How they intend to do that was discussed at a public forum held Thursday, Oct. 26, at Elizabethtown Area Middle School. The event — sponsored by the Kiwanis Club of Elizabethtown and hosted by The Elizabethtown Advocate, an LNP Media Group publication — featured an hour and a half of commentary from prospective school board members.
Democrats Kelly Shaffer Fuddy and Erin Grosh participated against Republicans Menno Riggleman and Michelle Pelna. Andrew Esoldo, a Democrat, and James Read, a Republican, did not attend.
The six candidates are vying for four four-year seats on the school board in the Nov. 7 election.
Among the topics discussed were unfunded state mandates, issues pertaining to the school district’s budget and how to preserve quality educational opportunities while remaining good stewards of taxpayer money.
“Everything’s getting more expensive,” Riggleman, a self-described “numbers man,” said. Balancing a budget, he said, has become increasingly strenuous with rising pension and health care costs.
Riggleman said his 11 years running a business could help him figure out fiscally responsible ways to counteract state mandates.
Riggleman did have some awkward moments on stage.
To an audience-submitted question regarding a comment he made about potentially cutting programs, he mentioned his Christian faith and the concerns he has heard from residents regarding the use of bathrooms by transgender students.
“Call me old school,” he said, adding that he isn’t “here to stir up trouble.”
Other candidates in attendance assured the audience that cutting programs is the last thing on their minds.
“There are really hard decisions to come,” Shaffer Fuddy said, adding that there are “threats to programs that are really special to our children and to our community.”
They include arts, library instruction and music programs, in addition to extracurricular activities, where Shaffer Fuddy said students often “find their voice.”
Instead of opting for cuts, Grosh, a homemaker and former educator, said, the school board must “open up those activities to everyone” and invest in “quality teachers” and “quality thinkers.”

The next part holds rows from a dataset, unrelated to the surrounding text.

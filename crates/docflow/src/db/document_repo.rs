//! Document repository: lifecycle records for uploaded files.

use std::str::FromStr;

use chrono::{DateTime, Utc};
use rusqlite::{params, Connection, OptionalExtension, Row};
use serde::{Deserialize, Serialize};

use super::columns::{self, Metadata};
use super::{row_exists, validate, Database, DatabaseError};

const COLUMNS: &str = "id, filename, original_path, storage_path, file_size, mime_type,
     upload_timestamp, status, metadata";

/// Lifecycle state of a document as it moves through the pipeline.
#[derive(Debug, Clone, Copy, Default, PartialEq, Eq, Hash, Serialize, Deserialize)]
#[serde(rename_all = "snake_case")]
pub enum DocumentStatus {
    #[default]
    Uploaded,
    OcrPending,
    OcrCompleted,
    PredictionPending,
    Completed,
    Failed,
}

impl DocumentStatus {
    pub const ALL: [DocumentStatus; 6] = [
        DocumentStatus::Uploaded,
        DocumentStatus::OcrPending,
        DocumentStatus::OcrCompleted,
        DocumentStatus::PredictionPending,
        DocumentStatus::Completed,
        DocumentStatus::Failed,
    ];

    pub fn as_str(self) -> &'static str {
        match self {
            DocumentStatus::Uploaded => "uploaded",
            DocumentStatus::OcrPending => "ocr_pending",
            DocumentStatus::OcrCompleted => "ocr_completed",
            DocumentStatus::PredictionPending => "prediction_pending",
            DocumentStatus::Completed => "completed",
            DocumentStatus::Failed => "failed",
        }
    }

    /// Whether a document in `self` may move to `next`.
    ///
    /// Writing the current state again is always accepted.
    pub fn can_transition_to(self, next: DocumentStatus) -> bool {
        use DocumentStatus::*;

        if self == next {
            return true;
        }
        matches!(
            (self, next),
            (Uploaded, OcrPending | OcrCompleted | Failed)
                | (OcrPending, OcrCompleted | Failed)
                | (OcrCompleted, PredictionPending | Completed | OcrPending | Failed)
                | (PredictionPending, Completed | Failed)
                | (Completed, OcrPending | PredictionPending)
                | (Failed, OcrPending)
        )
    }
}

impl std::fmt::Display for DocumentStatus {
    fn fmt(&self, f: &mut std::fmt::Formatter<'_>) -> std::fmt::Result {
        f.write_str(self.as_str())
    }
}

impl FromStr for DocumentStatus {
    type Err = DatabaseError;

    fn from_str(s: &str) -> Result<Self, Self::Err> {
        DocumentStatus::ALL
            .into_iter()
            .find(|status| status.as_str() == s)
            .ok_or_else(|| DatabaseError::validation("status", format!("unknown status '{}'", s)))
    }
}

/// A stored document.
#[derive(Debug, Clone, PartialEq, Serialize)]
pub struct Document {
    pub id: i64,
    pub filename: String,
    pub original_path: Option<String>,
    pub storage_path: String,
    pub file_size: Option<i64>,
    pub mime_type: Option<String>,
    pub upload_timestamp: DateTime<Utc>,
    pub status: DocumentStatus,
    pub metadata: Option<Metadata>,
}

impl Document {
    fn from_row(row: &Row<'_>) -> Result<Self, rusqlite::Error> {
        let raw_status: String = row.get(7)?;
        let status: DocumentStatus = raw_status.parse().map_err(|e: DatabaseError| {
            rusqlite::Error::FromSqlConversionFailure(7, rusqlite::types::Type::Text, Box::new(e))
        })?;
        Ok(Self {
            id: row.get(0)?,
            filename: row.get(1)?,
            original_path: row.get(2)?,
            storage_path: row.get(3)?,
            file_size: row.get(4)?,
            mime_type: row.get(5)?,
            upload_timestamp: columns::timestamp_at(row, 6)?,
            status,
            metadata: columns::json_at(row, 8)?,
        })
    }
}

/// Input for [`create`].
#[derive(Debug, Clone, Default)]
pub struct NewDocument {
    pub filename: String,
    pub storage_path: String,
    pub original_path: Option<String>,
    pub file_size: Option<i64>,
    pub mime_type: Option<String>,
    pub metadata: Option<Metadata>,
    /// Explicit upload time for restore/migration paths; `None` means now.
    pub upload_timestamp: Option<DateTime<Utc>>,
}

impl NewDocument {
    pub fn new(filename: impl Into<String>, storage_path: impl Into<String>) -> Self {
        Self {
            filename: filename.into(),
            storage_path: storage_path.into(),
            ..Default::default()
        }
    }

    pub fn original_path(mut self, path: impl Into<String>) -> Self {
        self.original_path = Some(path.into());
        self
    }

    pub fn file_size(mut self, size: i64) -> Self {
        self.file_size = Some(size);
        self
    }

    pub fn mime_type(mut self, mime: impl Into<String>) -> Self {
        self.mime_type = Some(mime.into());
        self
    }

    pub fn metadata(mut self, metadata: Metadata) -> Self {
        self.metadata = Some(metadata);
        self
    }

    pub fn uploaded_at(mut self, ts: DateTime<Utc>) -> Self {
        self.upload_timestamp = Some(ts);
        self
    }

    fn validate(&self) -> Result<(), DatabaseError> {
        validate::non_blank("storage_path", &self.storage_path)?;
        validate::non_blank("filename", &self.filename)?;
        if let Some(size) = self.file_size {
            if size < 0 {
                return Err(DatabaseError::validation(
                    "file_size",
                    format!("must not be negative, got {}", size),
                ));
            }
        }
        Ok(())
    }
}

/// Query filter parameters for document listing.
#[derive(Debug, Default, Clone)]
pub struct DocumentFilter {
    pub status: Option<DocumentStatus>,
    /// Only documents uploaded strictly before this instant.
    pub uploaded_before: Option<DateTime<Utc>>,
    /// Only documents uploaded at or after this instant.
    pub uploaded_after: Option<DateTime<Utc>>,
    pub limit: Option<u64>,
    pub offset: Option<u64>,
}

/// Rows removed by [`delete`].
#[derive(Debug, Clone, Copy, PartialEq, Eq, Serialize)]
pub struct CascadeReport {
    pub document_id: i64,
    pub ocr_results_removed: u64,
    pub predictions_removed: u64,
}

/// Inserts a new document with status `uploaded`.
pub fn create(db: &Database, doc: &NewDocument) -> Result<Document, DatabaseError> {
    doc.validate()?;
    let upload_timestamp = doc
        .upload_timestamp
        .map(columns::truncate)
        .unwrap_or_else(columns::now);
    let metadata = columns::encode_json(doc.metadata.as_ref())?;

    let id = db.with_conn(|conn| {
        conn.execute(
            "INSERT INTO documents (filename, original_path, storage_path, file_size, mime_type,
             upload_timestamp, status, metadata)
             VALUES (?1, ?2, ?3, ?4, ?5, ?6, ?7, ?8)",
            params![
                doc.filename,
                doc.original_path,
                doc.storage_path,
                doc.file_size,
                doc.mime_type,
                columns::encode_timestamp(&upload_timestamp),
                DocumentStatus::Uploaded.as_str(),
                metadata,
            ],
        )?;
        Ok(conn.last_insert_rowid())
    })?;

    log::debug!("Created document {} ({})", id, doc.filename);

    Ok(Document {
        id,
        filename: doc.filename.clone(),
        original_path: doc.original_path.clone(),
        storage_path: doc.storage_path.clone(),
        file_size: doc.file_size,
        mime_type: doc.mime_type.clone(),
        upload_timestamp,
        status: DocumentStatus::Uploaded,
        metadata: doc.metadata.clone(),
    })
}

pub(crate) fn find_in(conn: &Connection, id: i64) -> Result<Option<Document>, DatabaseError> {
    let doc = conn
        .query_row(
            &format!("SELECT {} FROM documents WHERE id = ?1", COLUMNS),
            params![id],
            Document::from_row,
        )
        .optional()?;
    Ok(doc)
}

/// Finds a document by its ID.
pub fn find_by_id(db: &Database, id: i64) -> Result<Option<Document>, DatabaseError> {
    db.with_conn(|conn| find_in(conn, id))
}

/// Moves a document to `status`, rejecting transitions the lifecycle
/// does not allow.
pub fn update_status(
    db: &Database,
    id: i64,
    status: DocumentStatus,
) -> Result<Document, DatabaseError> {
    db.with_tx(|tx| {
        let mut doc = find_in(tx, id)?.ok_or(DatabaseError::NotFound {
            entity: "document",
            id,
        })?;

        if !doc.status.can_transition_to(status) {
            return Err(DatabaseError::validation(
                "status",
                format!("illegal transition {} -> {}", doc.status, status),
            ));
        }

        if doc.status != status {
            tx.execute(
                "UPDATE documents SET status = ?2 WHERE id = ?1",
                params![id, status.as_str()],
            )?;
            log::debug!("Document {} status {} -> {}", id, doc.status, status);
            doc.status = status;
        }
        Ok(doc)
    })
}

/// Queries documents with filters, returning (rows, total_count).
///
/// Rows come oldest first so pollers work through a backlog in upload order.
pub fn query(db: &Database, filter: &DocumentFilter) -> Result<(Vec<Document>, u64), DatabaseError> {
    db.with_conn(|conn| {
        let mut conditions = Vec::new();
        let mut param_values: Vec<Box<dyn rusqlite::types::ToSql>> = Vec::new();

        if let Some(status) = filter.status {
            conditions.push(format!("status = ?{}", param_values.len() + 1));
            param_values.push(Box::new(status.as_str()));
        }
        if let Some(ref before) = filter.uploaded_before {
            conditions.push(format!("upload_timestamp < ?{}", param_values.len() + 1));
            param_values.push(Box::new(columns::encode_timestamp(before)));
        }
        if let Some(ref after) = filter.uploaded_after {
            conditions.push(format!("upload_timestamp >= ?{}", param_values.len() + 1));
            param_values.push(Box::new(columns::encode_timestamp(after)));
        }

        let where_clause = if conditions.is_empty() {
            String::new()
        } else {
            format!("WHERE {}", conditions.join(" AND "))
        };

        // Count total matching rows.
        let count_sql = format!("SELECT COUNT(*) FROM documents {}", where_clause);
        let params_ref: Vec<&dyn rusqlite::types::ToSql> =
            param_values.iter().map(|p| p.as_ref()).collect();
        let total: u64 = conn.query_row(&count_sql, params_ref.as_slice(), |r| r.get(0))?;

        // Fetch paginated results.
        let limit = filter.limit.unwrap_or(100) as i64;
        let offset = filter.offset.unwrap_or(0) as i64;
        param_values.push(Box::new(limit));
        param_values.push(Box::new(offset));
        let query_sql = format!(
            "SELECT {} FROM documents {} ORDER BY upload_timestamp ASC, id ASC LIMIT ?{} OFFSET ?{}",
            COLUMNS,
            where_clause,
            param_values.len() - 1,
            param_values.len()
        );

        let params_ref: Vec<&dyn rusqlite::types::ToSql> =
            param_values.iter().map(|p| p.as_ref()).collect();
        let mut stmt = conn.prepare(&query_sql)?;
        let rows: Vec<Document> = stmt
            .query_map(params_ref.as_slice(), Document::from_row)?
            .collect::<Result<Vec<_>, _>>()?;

        Ok((rows, total))
    })
}

/// Counts documents with the given status.
pub fn count_by_status(db: &Database, status: DocumentStatus) -> Result<u64, DatabaseError> {
    db.with_conn(|conn| {
        let count: u64 = conn.query_row(
            "SELECT COUNT(*) FROM documents WHERE status = ?1",
            params![status.as_str()],
            |r| r.get(0),
        )?;
        Ok(count)
    })
}

/// Deletes a document together with its OCR results and predictions.
pub fn delete(db: &Database, id: i64) -> Result<CascadeReport, DatabaseError> {
    let report = db.with_tx(|tx| {
        if !row_exists(tx, "documents", id)? {
            return Err(DatabaseError::NotFound {
                entity: "document",
                id,
            });
        }

        let ocr_results_removed: u64 = tx.query_row(
            "SELECT COUNT(*) FROM ocr_results WHERE document_id = ?1",
            params![id],
            |r| r.get(0),
        )?;
        let predictions_removed: u64 = tx.query_row(
            "SELECT COUNT(*) FROM predictions WHERE document_id = ?1",
            params![id],
            |r| r.get(0),
        )?;

        // ON DELETE CASCADE removes the dependent rows.
        tx.execute("DELETE FROM documents WHERE id = ?1", params![id])?;

        Ok(CascadeReport {
            document_id: id,
            ocr_results_removed,
            predictions_removed,
        })
    })?;

    log::info!(
        "Deleted document {} ({} OCR results, {} predictions)",
        id,
        report.ocr_results_removed,
        report.predictions_removed
    );
    Ok(report)
}
//! Database error types.

use std::path::PathBuf;

use rusqlite::ErrorCode;
use thiserror::Error;

/// Errors from store operations.
///
/// The first five variants form the contract callers branch on; the
/// remaining ones are infrastructure failures.
#[derive(Error, Debug)]
pub enum DatabaseError {
    /// Malformed or missing input, rejected before any write.
    #[error("Validation failed for '{field}': {reason}")]
    Validation { field: &'static str, reason: String },

    /// A referenced row does not exist.
    #[error("{entity} {id} not found")]
    NotFound { entity: &'static str, id: i64 },

    /// The engine rejected a write that would orphan a row.
    #[error("Referential integrity violation: {0}")]
    ReferentialIntegrity(String),

    /// A uniqueness constraint was violated.
    #[error("Conflict: {0}")]
    Conflict(String),

    /// The underlying engine could not be reached or is busy.
    #[error("Storage unavailable: {0}")]
    StorageUnavailable(String),

    /// Any other SQLite error from rusqlite.
    #[error("SQLite error: {0}")]
    Sqlite(rusqlite::Error),

    /// IO error when creating directories or files.
    #[error("IO error for path '{path}': {source}")]
    Io {
        path: PathBuf,
        #[source]
        source: std::io::Error,
    },

    /// A migration failed to apply.
    #[error("Migration failed at version {version}: {reason}")]
    Migration { version: u32, reason: String },

    /// A structured column could not be encoded.
    #[error("Serialization error: {0}")]
    Serialization(#[from] serde_json::Error),

    /// The database lock was poisoned.
    #[error("Database lock poisoned")]
    LockPoisoned,
}

impl DatabaseError {
    pub(crate) fn validation(field: &'static str, reason: impl Into<String>) -> Self {
        Self::Validation {
            field,
            reason: reason.into(),
        }
    }

    /// Whether the caller may reasonably retry the same operation later.
    pub fn is_retryable(&self) -> bool {
        matches!(self, Self::StorageUnavailable(_) | Self::LockPoisoned)
    }

    /// Whether the error reports a missing or dangling document reference.
    pub fn is_missing_reference(&self) -> bool {
        matches!(self, Self::NotFound { .. } | Self::ReferentialIntegrity(_))
    }
}

impl From<rusqlite::Error> for DatabaseError {
    fn from(err: rusqlite::Error) -> Self {
        let rusqlite::Error::SqliteFailure(ref failure, ref message) = err else {
            return Self::Sqlite(err);
        };
        let detail = message.clone().unwrap_or_else(|| failure.to_string());
        let (code, extended_code) = (failure.code, failure.extended_code);

        match code {
            ErrorCode::ConstraintViolation => match extended_code {
                rusqlite::ffi::SQLITE_CONSTRAINT_FOREIGNKEY => Self::ReferentialIntegrity(detail),
                rusqlite::ffi::SQLITE_CONSTRAINT_UNIQUE
                | rusqlite::ffi::SQLITE_CONSTRAINT_PRIMARYKEY => Self::Conflict(detail),
                rusqlite::ffi::SQLITE_CONSTRAINT_CHECK
                | rusqlite::ffi::SQLITE_CONSTRAINT_NOTNULL => Self::Validation {
                    field: "constraint",
                    reason: detail,
                },
                _ => Self::Sqlite(err),
            },
            ErrorCode::DatabaseBusy
            | ErrorCode::DatabaseLocked
            | ErrorCode::CannotOpen
            | ErrorCode::SystemIoFailure
            | ErrorCode::DiskFull => Self::StorageUnavailable(detail),
            _ => Self::Sqlite(err),
        }
    }
}
//! Prediction repository: classification results and their history.

use std::collections::BTreeMap;

use chrono::{DateTime, Utc};
use rusqlite::{params, Connection, Row};
use serde::Serialize;

use super::columns;
use super::validate::{self, SCORE_EPSILON};
use super::{row_exists, Database, DatabaseError};

const COLUMNS: &str = "id, document_id, model_name, model_version, predicted_class,
     confidence_score, all_scores, predicted_at";

/// Score per candidate class.
pub type ClassScores = BTreeMap<String, f64>;

/// A stored prediction.
#[derive(Debug, Clone, PartialEq, Serialize)]
pub struct Prediction {
    pub id: i64,
    pub document_id: i64,
    pub model_name: String,
    pub model_version: String,
    pub predicted_class: String,
    pub confidence_score: f64,
    pub all_scores: ClassScores,
    pub predicted_at: DateTime<Utc>,
}

impl Prediction {
    fn from_row(row: &Row<'_>) -> Result<Self, rusqlite::Error> {
        Ok(Self {
            id: row.get(0)?,
            document_id: row.get(1)?,
            model_name: row.get(2)?,
            model_version: row.get(3)?,
            predicted_class: row.get(4)?,
            confidence_score: row.get(5)?,
            all_scores: columns::json_at(row, 6)?.unwrap_or_default(),
            predicted_at: columns::timestamp_at(row, 7)?,
        })
    }
}

/// Input for [`record`].
#[derive(Debug, Clone)]
pub struct NewPrediction {
    pub document_id: i64,
    pub model_name: String,
    pub model_version: String,
    pub predicted_class: String,
    pub confidence_score: f64,
    pub all_scores: ClassScores,
    pub predicted_at: Option<DateTime<Utc>>,
}

impl NewPrediction {
    pub fn new(
        document_id: i64,
        model_name: impl Into<String>,
        model_version: impl Into<String>,
        predicted_class: impl Into<String>,
        confidence_score: f64,
        all_scores: ClassScores,
    ) -> Self {
        Self {
            document_id,
            model_name: model_name.into(),
            model_version: model_version.into(),
            predicted_class: predicted_class.into(),
            confidence_score,
            all_scores,
            predicted_at: None,
        }
    }

    pub fn predicted_at(mut self, ts: DateTime<Utc>) -> Self {
        self.predicted_at = Some(ts);
        self
    }

    fn validate(&self) -> Result<(), DatabaseError> {
        validate::non_blank("model_name", &self.model_name)?;
        validate::non_blank("model_version", &self.model_version)?;
        validate::non_blank("predicted_class", &self.predicted_class)?;
        validate::unit_interval("confidence_score", self.confidence_score)?;

        for (class, score) in &self.all_scores {
            if !score.is_finite() || !(0.0..=1.0).contains(score) {
                return Err(DatabaseError::validation(
                    "all_scores",
                    format!("score for '{}' must be within [0, 1], got {}", class, score),
                ));
            }
        }

        match self.all_scores.get(&self.predicted_class) {
            None => Err(DatabaseError::validation(
                "all_scores",
                format!("missing predicted class '{}'", self.predicted_class),
            )),
            Some(score) if (score - self.confidence_score).abs() > SCORE_EPSILON => {
                Err(DatabaseError::validation(
                    "all_scores",
                    format!(
                        "score {} for '{}' does not match confidence {}",
                        score, self.predicted_class, self.confidence_score
                    ),
                ))
            }
            Some(_) => Ok(()),
        }
    }
}

/// Records a prediction for an existing document.
pub fn record(db: &Database, input: &NewPrediction) -> Result<Prediction, DatabaseError> {
    input.validate()?;
    let predicted_at = input
        .predicted_at
        .map(columns::truncate)
        .unwrap_or_else(columns::now);
    let all_scores = columns::encode_json(Some(&input.all_scores))?;

    let id = db.with_tx(|tx| {
        if !row_exists(tx, "documents", input.document_id)? {
            return Err(DatabaseError::NotFound {
                entity: "document",
                id: input.document_id,
            });
        }
        tx.execute(
            "INSERT INTO predictions (document_id, model_name, model_version, predicted_class,
             confidence_score, all_scores, predicted_at)
             VALUES (?1, ?2, ?3, ?4, ?5, ?6, ?7)",
            params![
                input.document_id,
                input.model_name,
                input.model_version,
                input.predicted_class,
                input.confidence_score,
                all_scores,
                columns::encode_timestamp(&predicted_at),
            ],
        )?;
        Ok(tx.last_insert_rowid())
    })?;

    log::debug!(
        "Recorded prediction {} for document {}: {} ({}:{})",
        id,
        input.document_id,
        input.predicted_class,
        input.model_name,
        input.model_version
    );

    Ok(Prediction {
        id,
        document_id: input.document_id,
        model_name: input.model_name.clone(),
        model_version: input.model_version.clone(),
        predicted_class: input.predicted_class.clone(),
        confidence_score: input.confidence_score,
        all_scores: input.all_scores.clone(),
        predicted_at,
    })
}

/// Prediction history for a document, most recent first, at most `limit`
/// rows. Rows sharing a timestamp are ordered by descending id.
pub fn history(db: &Database, document_id: i64, limit: u64) -> Result<Vec<Prediction>, DatabaseError> {
    db.with_conn(|conn| {
        let mut stmt = conn.prepare(&format!(
            "SELECT {} FROM predictions WHERE document_id = ?1
             ORDER BY predicted_at DESC, id DESC LIMIT ?2",
            COLUMNS
        ))?;
        let rows = stmt
            .query_map(params![document_id, limit as i64], Prediction::from_row)?
            .collect::<Result<Vec<_>, _>>()?;
        Ok(rows)
    })
}

/// Number of predictions per predicted class.
pub fn class_distribution(db: &Database) -> Result<BTreeMap<String, u64>, DatabaseError> {
    db.with_conn(class_distribution_in)
}

pub(crate) fn class_distribution_in(
    conn: &Connection,
) -> Result<BTreeMap<String, u64>, DatabaseError> {
    let mut stmt = conn.prepare(
        "SELECT predicted_class, COUNT(*) FROM predictions GROUP BY predicted_class",
    )?;
    let rows = stmt
        .query_map([], |row| Ok((row.get::<_, String>(0)?, row.get::<_, u64>(1)?)))?
        .collect::<Result<BTreeMap<_, _>, _>>()?;
    Ok(rows)
}
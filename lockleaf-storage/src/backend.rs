//! The backend contract.

use crate::error::BackendResult;
use async_trait::async_trait;
use chrono::{DateTime, Utc};

/// A document revision held by (or destined for) a backend.
///
/// The timestamp is the only ordering relationship backends have to each
/// other; the synchronizer treats the maximum as authoritative.
#[derive(Clone, Debug, PartialEq, Eq)]
pub struct Revision {
    pub bytes: Vec<u8>,
    pub modified_at: DateTime<Utc>,
}

/// An independent storage endpoint holding one logical document under a
/// fixed well-known name.
///
/// Implementations may be slow, flaky, or stale; the synchronizer reads all
/// of them, repairs the ones that lag, and reports every failure. How a
/// concrete backend authenticates (tokens, OAuth) is entirely outside this
/// contract.
#[async_trait]
pub trait Backend: Send + Sync {
    /// Stable name used in logs and aggregated error reports.
    fn name(&self) -> &str;

    /// Reads the stored document, or `None` if the backend holds nothing.
    async fn read(&self) -> BackendResult<Option<Revision>>;

    /// Replaces the stored document with `revision`.
    async fn write(&self, revision: &Revision) -> BackendResult<()>;
}
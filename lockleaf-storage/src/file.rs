//! Filesystem backend: the document as one file on a local or mounted path.

use crate::backend::{Backend, Revision};
use crate::error::BackendResult;
use async_trait::async_trait;
use chrono::{DateTime, Utc};
use std::path::{Path, PathBuf};
use tracing::debug;

/// Stores the document as a single file; the revision timestamp rides on the
/// file's modification time. Writes land in a sibling temp file and rename
/// into place, so a concurrent reader never observes a half-written
/// document.
pub struct FileBackend {
    name: String,
    path: PathBuf,
}

impl FileBackend {
    pub fn new(name: impl Into<String>, path: impl Into<PathBuf>) -> FileBackend {
        FileBackend {
            name: name.into(),
            path: path.into(),
        }
    }

    pub fn path(&self) -> &Path {
        &self.path
    }

    fn tmp_path(&self) -> PathBuf {
        let mut tmp = self.path.as_os_str().to_owned();
        tmp.push(".tmp");
        PathBuf::from(tmp)
    }
}

#[async_trait]
impl Backend for FileBackend {
    fn name(&self) -> &str {
        &self.name
    }

    async fn read(&self) -> BackendResult<Option<Revision>> {
        let bytes = match tokio::fs::read(&self.path).await {
            Ok(bytes) => bytes,
            Err(e) if e.kind() == std::io::ErrorKind::NotFound => return Ok(None),
            Err(e) => return Err(e.into()),
        };
        let metadata = tokio::fs::metadata(&self.path).await?;
        let modified_at: DateTime<Utc> = metadata.modified()?.into();
        debug!(
            "read {} bytes from {} (modified {modified_at})",
            bytes.len(),
            self.path.display()
        );
        Ok(Some(Revision { bytes, modified_at }))
    }

    async fn write(&self, revision: &Revision) -> BackendResult<()> {
        let tmp = self.tmp_path();
        tokio::fs::write(&tmp, &revision.bytes).await?;

        // The revision timestamp becomes the file's mtime, so a repair write
        // carries the authoritative time rather than the local clock.
        let modified: std::time::SystemTime = revision.modified_at.into();
        let file = std::fs::OpenOptions::new().write(true).open(&tmp)?;
        file.set_modified(modified)?;
        drop(file);

        tokio::fs::rename(&tmp, &self.path).await?;
        debug!(
            "wrote {} bytes to {}",
            revision.bytes.len(),
            self.path.display()
        );
        Ok(())
    }
}
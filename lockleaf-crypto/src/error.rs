//! Crypto error types.

use thiserror::Error;

/// Result type for crypto operations.
pub type CryptoResult<T> = Result<T, CryptoError>;

/// Errors that can occur while encrypting, decrypting, or decoding.
#[derive(Debug, Error)]
pub enum CryptoError {
    #[error("unknown {kind}: {name}")]
    UnknownAlgorithm { kind: &'static str, name: String },

    #[error("malformed key label: {0}")]
    MalformedLabel(String),

    #[error("{variant} unlock requires a platform keystore")]
    UnsupportedLabel { variant: &'static str },

    #[error("authentication failure: plaintext digest mismatch")]
    AuthenticationFailure,

    #[error("wrong passphrase: {}", format_causes(.causes))]
    WrongPassphrase { causes: Vec<CryptoError> },

    #[error("message has no passphrase-labeled keys")]
    NoPassphraseKeys,

    #[error("no key entry at index {index} (message has {count})")]
    NoSuchKeyEntry { index: usize, count: usize },

    #[error("cannot remove the last key entry")]
    LastKeyEntry,

    #[error("key material too short: need {expected} bytes, got {actual}")]
    InvalidKeyLength { expected: usize, actual: usize },

    #[error("random generator failure: {0}")]
    Rng(String),

    #[error("cipher operation failed: {0}")]
    Cipher(String),
}

fn format_causes(causes: &[CryptoError]) -> String {
    causes
        .iter()
        .map(|e| e.to_string())
        .collect::<Vec<_>>()
        .join("; ")
}
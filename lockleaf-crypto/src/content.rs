//! Encrypted-and-authenticated content blocks.
//!
//! A `ContentBlock` is the single encryption primitive in the store: document
//! content and wrapped key material both go through it. Each block records
//! the cipher and digest it was built with, so the defaults can move without
//! breaking anything already persisted.

use crate::cipher::CipherType;
use crate::digest::DigestType;
use crate::error::{CryptoError, CryptoResult};
use rand::TryRngCore;
use rand::rngs::OsRng;
use serde::{Deserialize, Serialize};
use subtle::ConstantTimeEq;

/// Algorithms stamped onto newly encrypted blocks. AES-128 + SHA-1 match
/// every document persisted by earlier clients; decryption never consults
/// these constants because blocks self-describe.
pub(crate) const DEFAULT_CONTENT_CIPHER: CipherType = CipherType::Aes128;
pub(crate) const DEFAULT_CONTENT_DIGEST: DigestType = DigestType::Sha1;

/// An encrypted byte blob carrying everything needed to decrypt and verify
/// it except the key.
#[derive(Clone, Debug, PartialEq, Eq, Serialize, Deserialize)]
#[serde(rename_all = "camelCase")]
pub struct ContentBlock {
    pub cipher_type: CipherType,
    pub digest_type: DigestType,
    #[serde(with = "b64")]
    pub iv: Vec<u8>,
    /// Digest of the *plaintext*, verified after decryption.
    #[serde(with = "b64")]
    pub digest: Vec<u8>,
    /// The ciphertext. Persisted under the name `content`.
    #[serde(with = "b64", rename = "content")]
    pub ciphertext: Vec<u8>,
}

impl ContentBlock {
    /// Encrypts `plaintext` under the leading bytes of `key` with the
    /// default algorithms, a fresh random IV, and a plaintext digest.
    pub fn encrypt(key: &[u8], plaintext: &[u8]) -> CryptoResult<ContentBlock> {
        let cipher_type = DEFAULT_CONTENT_CIPHER;
        let digest_type = DEFAULT_CONTENT_DIGEST;

        let mut iv = vec![0u8; cipher_type.iv_size()];
        OsRng
            .try_fill_bytes(&mut iv)
            .map_err(|e| CryptoError::Rng(format!("failed generating IV: {e}")))?;

        let ciphertext = cipher_type.encrypt(key, &iv, plaintext)?;
        let digest = digest_type.digest(plaintext);

        Ok(ContentBlock {
            cipher_type,
            digest_type,
            iv,
            digest,
            ciphertext,
        })
    }

    /// Decrypts with the block's own algorithm tags and IV, then verifies
    /// the plaintext digest. A mismatch means the wrong key or a tampered
    /// block, indistinguishably.
    pub fn decrypt(&self, key: &[u8]) -> CryptoResult<Vec<u8>> {
        let plaintext = self
            .cipher_type
            .decrypt(key, &self.iv, &self.ciphertext)?;
        let digest = self.digest_type.digest(&plaintext);
        if bool::from(digest.ct_eq(&self.digest)) {
            Ok(plaintext)
        } else {
            Err(CryptoError::AuthenticationFailure)
        }
    }
}

/// Byte fields persist as standard base64 strings, the form every existing
/// client reads and writes.
mod b64 {
    use base64::Engine as _;
    use base64::engine::general_purpose::STANDARD;
    use serde::de::Error as _;
    use serde::{Deserialize, Deserializer, Serializer};

    pub fn serialize<S: Serializer>(bytes: &[u8], serializer: S) -> Result<S::Ok, S::Error> {
        serializer.serialize_str(&STANDARD.encode(bytes))
    }

    pub fn deserialize<'de, D: Deserializer<'de>>(deserializer: D) -> Result<Vec<u8>, D::Error> {
        let encoded = String::deserialize(deserializer)?;
        STANDARD.decode(encoded).map_err(D::Error::custom)
    }
}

“I don’t have any brilliant answers,” she said. “But I would say that creative problem solving from our school board will be a big part of it.”
She said extracurriculars, for example, take up only 2 percent of the district’s budget. To diminish that and take away those opportunities, she said, would be “heartbreaking.”
Echoing her fellow Democrat and childhood friend, Shaffer Fuddy said school board members must become “idea generators” and be willing to listen and heed the community’s concerns.
As a chaplain, she said, her job is to listen. And she’ll take that skill to the board if she’s elected.
Pelna, the only incumbent in the race, knows the issues Elizabethtown faces all too well.
She said the school board has made “great strides” during her eight years as a board member.
“Balancing the needs of our community and our school district is challenging, and it’s going to continue to be challenging,” she said.
But, she said, she feels prepared to have the “tough conversations” to overcome that challenge.